**What is needed**
Copy each line from the data that has the word "MalformedRecord" in it.

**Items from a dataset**
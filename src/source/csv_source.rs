use std::fs::File;
use std::io::BufReader;
use std::path::{Path, PathBuf};

use csv::{ReaderBuilder, StringRecord, Trim};
use serde::de::DeserializeOwned;
use tracing::{debug, trace, warn};

use crate::models::{BankStatement, Record, Transaction};
use crate::source::errors::{MalformedRecord, SourceError};
use crate::source::RecordSource;
use crate::types::DateRange;

/// Reads records from headered CSV files with positional columns.
///
/// System transactions are `id,amount,type,date` and bank statements are
/// `id,amount,date`. The header row is skipped regardless of its names and
/// trailing extra columns are ignored.
#[derive(Debug, Clone, Copy, Default)]
pub struct CsvRecordSource;

impl CsvRecordSource {
    pub fn new() -> Self {
        Self
    }

    fn read_records<T>(&self, path: &Path, range: DateRange) -> Result<Vec<T>, SourceError>
    where
        T: DeserializeOwned + Record,
    {
        let file = File::open(path).map_err(|error| SourceError::open(path, error))?;

        //NOTE: flexible(true) lets short rows through the reader so they are reported as malformed records
        //      rather than failing the whole file.
        let mut reader = ReaderBuilder::new()
            .trim(Trim::All)
            .flexible(true)
            .from_reader(BufReader::new(file));

        let header = reader.headers().map_err(|error| SourceError::read(path, error))?;

        if header.is_empty() {
            return Err(SourceError::missing_header(path));
        }

        let mut records = Vec::new();
        let mut skipped = 0usize;
        let mut filtered = 0usize;

        for result in reader.records() {
            let row = match result {
                Ok(row) => row,
                Err(error) if error.is_io_error() => return Err(SourceError::read(path, error)),
                Err(error) => {
                    skipped += 1;
                    let line = error.position().map(|position| position.line()).unwrap_or_default();
                    warn!("{}", MalformedRecord { path: path.to_path_buf(), line, reason: error.to_string() });
                    continue;
                }
            };

            match parse_row::<T>(&row) {
                Ok(record) if range.contains(record.day()) => records.push(record),
                Ok(record) => {
                    filtered += 1;
                    trace!("Record [{}] dated {} is outside {range}", record.record_id(), record.day());
                }
                Err(reason) => {
                    skipped += 1;
                    let line = row.position().map(|position| position.line()).unwrap_or_default();
                    warn!("{}", MalformedRecord { path: path.to_path_buf(), line, reason });
                }
            }
        }

        if skipped > 0 {
            warn!("Skipped {skipped} malformed record(s) in [{}]", path.display());
        }

        debug!("Loaded {} record(s) from [{}], {filtered} outside {range}", records.len(), path.display());

        Ok(records)
    }
}

fn parse_row<T: DeserializeOwned>(row: &StringRecord) -> Result<T, String> {
    row.deserialize::<T>(None).map_err(|error| error.to_string())
}

impl RecordSource for CsvRecordSource {
    fn load_transactions(&self, path: &Path, range: DateRange) -> Result<Vec<Transaction>, SourceError> {
        self.read_records(path, range)
    }

    fn load_bank_statements(&self, paths: &[PathBuf], range: DateRange) -> Result<Vec<BankStatement>, SourceError> {
        let mut statements = Vec::new();

        for path in paths {
            statements.extend(self.read_records::<BankStatement>(path, range)?);
        }

        Ok(statements)
    }
}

**Answer below**
use crate::source::errors::{MalformedRecord, SourceError};
                    warn!("{}", MalformedRecord { path: path.to_path_buf(), line, reason: error.to_string() });
                    warn!("{}", MalformedRecord { path: path.to_path_buf(), line, reason });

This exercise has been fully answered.